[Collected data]
^^^^^^^^^^^^^^^^
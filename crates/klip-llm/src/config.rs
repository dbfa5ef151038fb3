//! Static (strategy, tier) to model resolution tables.
//!
//! Costs are kopecks per million tokens for the RU strategy and the same
//! unit converted from provider list prices for the global strategy.

use klip_models::{LlmStrategy, LlmTier, ModelConfig, SttConfig};

/// OpenAI-compatible endpoint of the RU provider.
pub const CLOUDRU_BASE_URL: &str = "https://foundation-models.api.cloud.ru/v1";

pub const GOOGLE_OPENAI_BASE_URL: &str =
    "https://generativelanguage.googleapis.com/v1beta/openai";
pub const ANTHROPIC_BASE_URL: &str = "https://api.anthropic.com/v1";
pub const OPENAI_BASE_URL: &str = "https://api.openai.com/v1";

fn model(provider: &str, model: &str, cost_input: f64, cost_output: f64) -> ModelConfig {
    ModelConfig {
        provider: provider.to_string(),
        model: model.to_string(),
        cost_input,
        cost_output,
    }
}

/// Resolve the concrete model for a (strategy, tier) pair.
pub fn model_config(strategy: LlmStrategy, tier: LlmTier) -> ModelConfig {
    match (strategy, tier) {
        (LlmStrategy::Ru, LlmTier::Tier0) => {
            model("cloudru", "GigaChat3-10B-A1.8B", 10.0, 10.0)
        }
        (LlmStrategy::Ru, LlmTier::Tier1) => {
            model("cloudru", "t-tech/T-pro-it-2.1", 35.0, 70.0)
        }
        (LlmStrategy::Ru, LlmTier::Tier2) => {
            model("cloudru", "Qwen3-235B-A22B-Instruct-2507", 17.0, 70.0)
        }
        (LlmStrategy::Ru, LlmTier::Tier3) => {
            model("cloudru", "zai-org/GLM-4.6", 55.0, 220.0)
        }
        (LlmStrategy::Global, LlmTier::Tier0) => {
            model("google", "gemini-2.0-flash-lite", 0.075, 0.30)
        }
        (LlmStrategy::Global, LlmTier::Tier1) => {
            model("google", "gemini-2.0-flash", 0.10, 0.40)
        }
        (LlmStrategy::Global, LlmTier::Tier2) => {
            model("anthropic", "claude-haiku-4.5", 0.80, 4.00)
        }
        (LlmStrategy::Global, LlmTier::Tier3) => {
            model("google", "gemini-2.5-pro", 1.25, 10.00)
        }
    }
}

/// Resolve the speech-to-text model for a strategy.
pub fn stt_config(strategy: LlmStrategy) -> SttConfig {
    match strategy {
        LlmStrategy::Ru => SttConfig {
            provider: "cloudru".to_string(),
            model: "openai/whisper-large-v3".to_string(),
        },
        LlmStrategy::Global => SttConfig {
            provider: "openai".to_string(),
            model: "whisper-1".to_string(),
        },
    }
}

/// Base URL of a provider's OpenAI-compatible API.
pub fn provider_base_url(strategy: LlmStrategy, provider: &str) -> &'static str {
    if strategy == LlmStrategy::Ru {
        return CLOUDRU_BASE_URL;
    }
    match provider {
        "google" => GOOGLE_OPENAI_BASE_URL,
        "anthropic" => ANTHROPIC_BASE_URL,
        _ => OPENAI_BASE_URL,
    }
}
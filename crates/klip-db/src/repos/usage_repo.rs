//! Repository for the `usage_records` table (LLM spend accounting).

use sqlx::PgPool;

use crate::error::DbResult;
use crate::models::NewUsageRecord;

pub struct UsageRepo;

impl UsageRepo {
    pub async fn record(pool: &PgPool, input: &NewUsageRecord) -> DbResult<()> {
        sqlx::query(
            "INSERT INTO usage_records (user_id, video_id, task, model, tier, \
                                        input_tokens, output_tokens, cost_kopecks, byok) \
             VALUES ($1, $2, $3, $4, $5, $6, $7, $8, $9)",
        )
        .bind(&input.user_id)
        .bind(&input.video_id)
        .bind(&input.task)
        .bind(&input.model)
        .bind(&input.tier)
        .bind(input.input_tokens)
        .bind(input.output_tokens)
        .bind(input.cost_kopecks)
        .bind(input.byok)
        .execute(pool)
        .await?;
        Ok(())
    }

    /// Platform-paid spend for one video, in kopecks.
    pub async fn video_cost(pool: &PgPool, video_id: &str) -> DbResult<i64> {
        let (total,): (Option<i64>,) = sqlx::query_as(
            "SELECT SUM(cost_kopecks) FROM usage_records WHERE video_id = $1 AND NOT byok",
        )
        .bind(video_id)
        .fetch_one(pool)
        .await?;
        Ok(total.unwrap_or(0))
    }
}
^^^^^^^^^^^^^^^^
Task goal >> Reproduce every line from the entries that holds the word "Resolve".

Exercise solution >>
/// Resolve the concrete model for a (strategy, tier) pair.
/// Resolve the speech-to-text model for a strategy.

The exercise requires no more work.